In fifth grade, her crash dieting had begun, which escalated into excessive eating, followed by purging, calorie counting, and excessive use of treadmills and other equipment at a gym in an effort to lose weight. At her lowest weight, she succeeded in getting down to 113 pounds. At her highest, she reached 150.

In her sophomore year, she said that the severity of her illness had led to fainting because of low potassium levels and hypotension requiring frequent visits and treatment in the emergency department to balance her electrolytes. She also reported having panic attacks, which had lessened over the last 2 years. She reported undergoing weekly blood tests for electrolytes and presently was within normal limits. She assured me that the problems leading to her fainting would never happen again. Although Miss G. had been under the treatment of a therapist, she was not under that therapist’s care when she came to see me. It seems that one day, Miss G. walked out of the therapist’s office in anger and was now feeling embarrassed about going back to her.

I continued to explore Miss G.’s symptoms further, which revealed a decreased focus and attention, with a dramatic drop in recent months in school performance, from straight As to Bs, and eventually, to Cs.

In subsequent sessions, the patient admitted to having gone days without sleeping at night and described having excessive energy, "craving for movement," stay(ing) awake, hyper, constant movement, action, happiness, cutting myself." At one point, she said, "I was giddy and buzzing on some weird high and had an impulse to throw up food."

Also during that year, Miss G. said she had "graffitied many parks, shoplifted food, eaten it, and then thrown it up, gotten caught dining and dashing at night." Then there were times when she would just "sit at home and cry – and have no motivation to go out."

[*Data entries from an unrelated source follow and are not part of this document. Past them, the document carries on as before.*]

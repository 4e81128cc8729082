//! The append-only signed update log. Rows are never mutated.

use sqlx::{Executor, Row, Sqlite};

use super::{Database, DbError};

/// Append a signed update to the log.
pub async fn insert_signed_update<'e, E>(
    ex: E,
    update_id: u64,
    signed_update_json: &str,
) -> Result<(), DbError>
where
    E: Executor<'e, Database = Sqlite>,
{
    sqlx::query("INSERT OR REPLACE INTO updates (update_id, signed_update_json) VALUES (?, ?)")
        .bind(update_id as i64)
        .bind(signed_update_json)
        .execute(ex)
        .await?;
    Ok(())
}

impl Database {
    /// The highest-numbered signed update in the log, if any.
    pub async fn latest_update(&self) -> Result<Option<String>, DbError> {
        let row = sqlx::query(
            "SELECT signed_update_json FROM updates ORDER BY update_id DESC LIMIT 1",
        )
        .fetch_optional(self.pool())
        .await?;
        Ok(row.map(|r| r.get("signed_update_json")))
    }

    pub async fn update_by_id(&self, update_id: u64) -> Result<Option<String>, DbError> {
        let row = sqlx::query("SELECT signed_update_json FROM updates WHERE update_id = ?")
            .bind(update_id as i64)
            .fetch_optional(self.pool())
            .await?;
        Ok(row.map(|r| r.get("signed_update_json")))
    }
}
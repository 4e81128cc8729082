//! Wire protocols, one ALPN per concern.
//!
//! Request and reply bodies are JSON except for the two streaming flows:
//! `metadata/1.0` (client writes raw 32-byte hashes and half-closes, server
//! streams newline-delimited JSON entries) and `file-data/1.0` (server
//! streams the raw requested byte range). Inbound connections from peers
//! outside the authorized set are closed before any payload is exchanged.

use serde::{Deserialize, Serialize};

pub mod client;
mod handlers;

pub use client::NetworkSyncClient;
pub use handlers::{
    DataBucketHashesProtocol, FileDataProtocol, MetadataProtocol, PeerListProtocol,
    TreeBucketHashesProtocol,
};

use crate::crypto::Hash32;
use crate::db::PeerRecord;

pub const BIND_ALPN: &[u8] = b"/endershare/bind/1.0";
pub const PEER_LIST_ALPN: &[u8] = b"/endershare/peer-list/1.0";
pub const TREE_BUCKET_HASHES_ALPN: &[u8] = b"/endershare/tree-bucket-hashes/1.0";
pub const DATA_BUCKET_HASHES_ALPN: &[u8] = b"/endershare/data-bucket-hashes/1.0";
pub const METADATA_ALPN: &[u8] = b"/endershare/metadata/1.0";
pub const FILE_DATA_ALPN: &[u8] = b"/endershare/file-data/1.0";

/// Size cap for JSON request/reply bodies.
pub(crate) const MAX_MESSAGE_SIZE: usize = 1024 * 1024;

/// The metadata server reads client hashes in pages of this size
/// (256 hashes), and refuses larger batches by construction.
pub(crate) const METADATA_PAGE_SIZE: usize = 8 * 1024;

/// Chunk size for streaming file data onto the wire.
pub(crate) const FILE_STREAM_CHUNK_SIZE: usize = 64 * 1024;

/// One peer in a `peer-list/1.0` reply.
#[derive(Debug, Clone, Serialize, Deserialize)]
pub struct PeerInfoMsg {
    pub peer_id: String,
    pub addresses: Vec<String>,
}

impl From<PeerRecord> for PeerInfoMsg {
    fn from(record: PeerRecord) -> Self {
        Self {
            peer_id: record.peer_id,
            addresses: record.addrs,
        }
    }
}

impl From<PeerInfoMsg> for PeerRecord {
    fn from(msg: PeerInfoMsg) -> Self {
        PeerRecord::new(msg.peer_id, msg.addresses)
    }
}

/// Request body of `tree-bucket-hashes/1.0`.
#[derive(Debug, Clone, Serialize, Deserialize)]
pub struct TreeBucketHashesRequest {
    pub num_buckets: u32,
}

/// Request body of `data-bucket-hashes/1.0`.
#[derive(Debug, Clone, Serialize, Deserialize)]
pub struct DataBucketHashesRequest {
    pub bucket_indices: Vec<u32>,
    pub num_buckets: u32,
}

/// Request body of `file-data/1.0`.
#[derive(Debug, Clone, Serialize, Deserialize)]
pub struct FileDataRequest {
    pub file_hash: Hash32,
    pub offset: u64,
    pub length: u64,
}
//! Shared wire encoding helpers.
//!
//! All protocol bodies are JSON; raw byte fields travel as base64 strings,
//! matching the update log's canonical encoding.

/// Base64 (standard alphabet, padded) helpers.
pub mod b64 {
    use base64::engine::general_purpose::STANDARD;
    use base64::{DecodeError, Engine};

    pub fn encode(bytes: &[u8]) -> String {
        STANDARD.encode(bytes)
    }

    pub fn decode(s: &str) -> Result<Vec<u8>, DecodeError> {
        STANDARD.decode(s)
    }
}

/// Serde adapter: `Vec<u8>` as a base64 string.
pub mod base64_bytes {
    use serde::{Deserialize, Deserializer, Serializer};

    pub fn serialize<S: Serializer>(bytes: &[u8], serializer: S) -> Result<S::Ok, S::Error> {
        serializer.serialize_str(&super::b64::encode(bytes))
    }

    pub fn deserialize<'de, D: Deserializer<'de>>(deserializer: D) -> Result<Vec<u8>, D::Error> {
        let s = String::deserialize(deserializer)?;
        super::b64::decode(&s).map_err(serde::de::Error::custom)
    }
}

#[cfg(test)]
mod tests {
    use serde::{Deserialize, Serialize};

    #[derive(Serialize, Deserialize)]
    struct Probe {
        #[serde(with = "super::base64_bytes")]
        data: Vec<u8>,
    }

    #[test]
    fn bytes_roundtrip_as_base64() {
        let probe = Probe {
            data: vec![0, 1, 2, 0xff],
        };
        let json = serde_json::to_string(&probe).unwrap();
        assert_eq!(json, r#"{"data":"AAEC/w=="}"#);
        let back: Probe = serde_json::from_str(&json).unwrap();
        assert_eq!(back.data, probe.data);
    }
}
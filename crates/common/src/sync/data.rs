//! Data-set reconciliation: fast-forward, Merkle diff, and full rebuild.

use sqlx::{Sqlite, Transaction};

use super::{download::Download, BucketHashes, MetadataEntry, SyncClient, SyncError, SyncState};
use crate::crypto::MerkleTree;
use crate::db::{self, DataRow, DbError};
use crate::log::{DataAction, SignedUpdate, Update, UpdatePayload};

/// Apply the data portion of an update and commit the node state.
///
/// Returns the blob downloads the caller should schedule. Every database
/// write, the node-property advance, and the log append happen in one
/// transaction; the Merkle tree is swapped only after the commit succeeds.
pub(super) async fn sync_data(
    state: &SyncState,
    client: &dyn SyncClient,
    update: &Update,
    signed: &SignedUpdate,
) -> Result<Vec<Download>, SyncError> {
    let signed_json = signed.to_json()?;
    let local_hash = state.db.data_hash().await?;

    // Nothing to reconcile: a peer-only update. Just advance the node state.
    if update.data_hash == local_hash {
        let mut tx = state.db.begin().await?;
        commit_node_state(&mut tx, update, &signed_json).await?;
        tx.commit().await.map_err(DbError::from)?;
        return Ok(Vec::new());
    }

    // Fast-forward: one data change whose precondition matches our state.
    if update.prev_data_hash == local_hash {
        if let UpdatePayload::Data(change) = &update.payload {
            let mut tree = state.merkle.lock().await;
            let mut tentative = tree.clone();
            match change.action {
                DataAction::Add | DataAction::Modify => {
                    tentative.insert(change.hash);
                }
                DataAction::Delete => {
                    tentative.delete(&change.hash);
                }
            }

            if tentative.root_hash() == update.data_hash {
                let row = DataRow {
                    key: change.key.clone(),
                    value: change.value,
                    size: change.size,
                    hash: change.hash,
                };
                let mut tx = state.db.begin().await?;
                match change.action {
                    DataAction::Add | DataAction::Modify => {
                        // Folder tags need the content key; sync leaves them
                        // null and the vault backfills after commit.
                        db::data::put_entry(&mut *tx, &row, None).await?;
                    }
                    DataAction::Delete => {
                        db::data::delete_entry(&mut *tx, &row.key).await?;
                    }
                }
                commit_node_state(&mut tx, update, &signed_json).await?;
                tx.commit().await.map_err(DbError::from)?;
                *tree = tentative;

                let downloads = match (change.action, change.value) {
                    (DataAction::Add | DataAction::Modify, Some(value_hash)) => {
                        vec![Download {
                            value_hash,
                            size: change.size,
                        }]
                    }
                    _ => Vec::new(),
                };
                return Ok(downloads);
            }
            tracing::warn!(
                update_id = update.update_id,
                "fast-forward root mismatch; falling back to merkle diff"
            );
        }
    }

    // Out of step: reconcile by buckets against the update's origin peer.
    let num_buckets = update.num_buckets as usize;
    let local_buckets = state.merkle.lock().await.num_buckets();

    let (indices, stale_scope) = if local_buckets != num_buckets {
        // Bucket layouts don't line up at all; rebuild from every bucket.
        tracing::info!(
            update_id = update.update_id,
            local_buckets,
            num_buckets,
            "bucket count mismatch; full rebuild"
        );
        ((0..num_buckets).collect::<Vec<_>>(), StaleScope::All)
    } else {
        let peer_hashes = client.fetch_tree_bucket_hashes(update.num_buckets).await?;
        let diff = state.merkle.lock().await.diff_buckets(&peer_hashes);
        tracing::info!(
            update_id = update.update_id,
            differing = diff.len(),
            "merkle diff"
        );
        (diff.clone(), StaleScope::Buckets(diff))
    };

    reconcile(state, client, update, &signed_json, indices, stale_scope).await
}

enum StaleScope {
    All,
    Buckets(Vec<usize>),
}

async fn reconcile(
    state: &SyncState,
    client: &dyn SyncClient,
    update: &Update,
    signed_json: &str,
    indices: Vec<usize>,
    stale_scope: StaleScope,
) -> Result<Vec<Download>, SyncError> {
    let num_buckets = update.num_buckets as usize;
    let index_args: Vec<u32> = indices.iter().map(|&i| i as u32).collect();
    let remote_buckets: Vec<BucketHashes> = if index_args.is_empty() {
        Vec::new()
    } else {
        client
            .fetch_data_bucket_hashes(&index_args, update.num_buckets)
            .await?
    };

    // Hashes the peer has in the differing ranges; fetch metadata for the
    // ones we don't hold.
    let mut remote_hashes = Vec::new();
    for bucket in &remote_buckets {
        remote_hashes.extend(bucket.hashes.iter().copied());
    }
    let mut to_fetch = Vec::new();
    for hash in &remote_hashes {
        if !state.db.has_entry_hash(hash).await? {
            to_fetch.push(*hash);
        }
    }

    let fetched = fetch_metadata_batched(client, &to_fetch).await?;

    let mut tx = state.db.begin().await?;
    match &stale_scope {
        StaleScope::All => db::data::mark_all_stale(&mut *tx).await?,
        StaleScope::Buckets(buckets) => {
            for &bucket in buckets {
                db::data::mark_bucket_stale(&mut *tx, bucket, num_buckets).await?;
            }
        }
    }
    for hash in &remote_hashes {
        db::data::mark_hash_current(&mut *tx, hash).await?;
    }
    for entry in &fetched {
        db::data::put_entry(&mut *tx, &entry.clone().into_row(), None).await?;
    }
    let removed = db::data::delete_stale(&mut *tx).await?;

    // Verify against the update before committing anything.
    let hashes = db::data::all_entry_hashes(&mut *tx).await?;
    let tentative = MerkleTree::new_with_buckets(hashes, num_buckets);
    let root = tentative.root_hash();
    if root != update.data_hash {
        drop(tx);
        return Err(SyncError::RootMismatch {
            expected: update.data_hash,
            got: root,
        });
    }

    commit_node_state(&mut tx, update, signed_json).await?;
    tx.commit().await.map_err(DbError::from)?;
    *state.merkle.lock().await = tentative;

    tracing::debug!(
        inserted = fetched.len(),
        removed = removed.len(),
        "reconciled data set"
    );

    // Schedule downloads for new file entries, deduplicated by blob hash.
    let mut downloads: Vec<Download> = Vec::new();
    for entry in &fetched {
        if let Some(value_hash) = entry.value {
            if !downloads.iter().any(|d| d.value_hash == value_hash) {
                downloads.push(Download {
                    value_hash,
                    size: entry.size,
                });
            }
        }
    }
    Ok(downloads)
}

async fn fetch_metadata_batched(
    client: &dyn SyncClient,
    hashes: &[crate::crypto::Hash32],
) -> Result<Vec<MetadataEntry>, SyncError> {
    let mut fetched = Vec::with_capacity(hashes.len());
    for batch in hashes.chunks(super::MAX_METADATA_BATCH) {
        let entries = client.fetch_metadata(batch).await?;
        for entry in &entries {
            entry.verify()?;
        }
        fetched.extend(entries);
    }
    if fetched.len() != hashes.len() {
        return Err(SyncError::MetadataIncomplete {
            requested: hashes.len(),
            received: fetched.len(),
        });
    }
    Ok(fetched)
}

async fn commit_node_state(
    tx: &mut Transaction<'_, Sqlite>,
    update: &Update,
    signed_json: &str,
) -> Result<(), DbError> {
    db::node::set_current_update_id(&mut **tx, update.update_id).await?;
    db::node::set_hash_prop(&mut **tx, db::node::PROP_PEER_LIST_HASH, &update.peer_list_hash)
        .await?;
    db::node::set_hash_prop(&mut **tx, db::node::PROP_DATA_HASH, &update.data_hash).await?;
    db::node::node_set(&mut **tx, db::node::PROP_LATEST_UPDATE, signed_json).await?;
    db::updates::insert_signed_update(&mut **tx, update.update_id, signed_json).await?;
    Ok(())
}
//! The application facade: everything a front-end (CLI, desktop shell)
//! calls. Owns the database, key material, vault, and network node, and
//! wires vault mutations to update publishing on master nodes.

use std::path::{Path, PathBuf};
use std::sync::Arc;

use tokio::sync::{watch, Mutex, RwLock};
use tokio_util::sync::CancellationToken;

use crate::crypto::{KeyError, MerkleTree, VaultKeys};
use crate::db::{self, Database, DbError, PeerRecord};
use crate::log::{
    publisher, DataAction, PeerAction, PublishError, SignedUpdate, UpdateError,
};
use crate::objects::{ObjectStore, ObjectStoreError};
use crate::peer::{bind, BindError, Node, NodeBuilder};
use crate::vault::{FolderItem, PathSegment, Vault, VaultError};

#[derive(Debug, thiserror::Error)]
pub enum AppError {
    #[error("database error: {0}")]
    Db(#[from] DbError),

    #[error("key error: {0}")]
    Key(#[from] KeyError),

    #[error("vault error: {0}")]
    Vault(#[from] VaultError),

    #[error("object store error: {0}")]
    ObjectStore(#[from] ObjectStoreError),

    #[error("publish error: {0}")]
    Publish(#[from] PublishError),

    #[error("update error: {0}")]
    Update(#[from] UpdateError),

    #[error("bind error: {0}")]
    Bind(#[from] BindError),

    #[error("network error: {0}")]
    Network(#[from] anyhow::Error),

    #[error("vault is locked")]
    VaultLocked,

    #[error("mnemonic does not match this vault")]
    MnemonicMismatch,

    #[error("only master nodes can do this")]
    NotMaster,

    #[error("node is not running")]
    NodeNotRunning,

    #[error("a binding session is already active")]
    BindingInProgress,
}

/// Lifecycle state shown to front-ends.
#[derive(Debug, Clone, Copy, PartialEq, Eq)]
pub enum AppState {
    /// No keys yet: create a vault or start binding.
    Fresh,
    /// A binding session is waiting for a master.
    Binding,
    /// Bound but unable to decrypt (replica, or master pre-unlock).
    Locked,
    /// Content key available; vault operations allowed.
    Unlocked,
}

/// One peer row for the front-end.
#[derive(Debug, Clone)]
pub struct PeerStatus {
    pub peer_id: String,
    pub is_self: bool,
    pub is_online: bool,
    pub last_seen: Option<time::OffsetDateTime>,
}

/// Where the app keeps its on-disk artifacts.
#[derive(Debug, Clone)]
pub struct AppConfig {
    pub db_path: PathBuf,
    pub data_dir: PathBuf,
    pub port: u16,
}

impl Default for AppConfig {
    fn default() -> Self {
        Self {
            db_path: PathBuf::from("./endershare.db"),
            data_dir: PathBuf::from("./data"),
            port: crate::peer::node::DEFAULT_PORT,
        }
    }
}

struct BindingSession {
    phrase: String,
    cancel: CancellationToken,
}

struct AppInner {
    config: AppConfig,
    db: Database,
    objects: ObjectStore,
    merkle: Arc<Mutex<MerkleTree>>,
    keys: RwLock<Option<VaultKeys>>,
    vault: RwLock<Option<Arc<Vault>>>,
    node: RwLock<Option<Node>>,
    binding: Mutex<Option<BindingSession>>,
    changes: watch::Sender<u64>,
}

/// The application core. Cheap to clone; all state is shared.
#[derive(Clone)]
pub struct App {
    inner: Arc<AppInner>,
}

In describing her symptoms after many months, she said: "I was depressed before anything started. I hated myself." She denied hearing any voices but admitted to hearing her own voice. "At times, it would start screaming," she said. The patient denied having ever made serious suicidal attempts but had constant thoughts of killing herself by hanging or cutting her wrists 4 months prior to her first visit with me.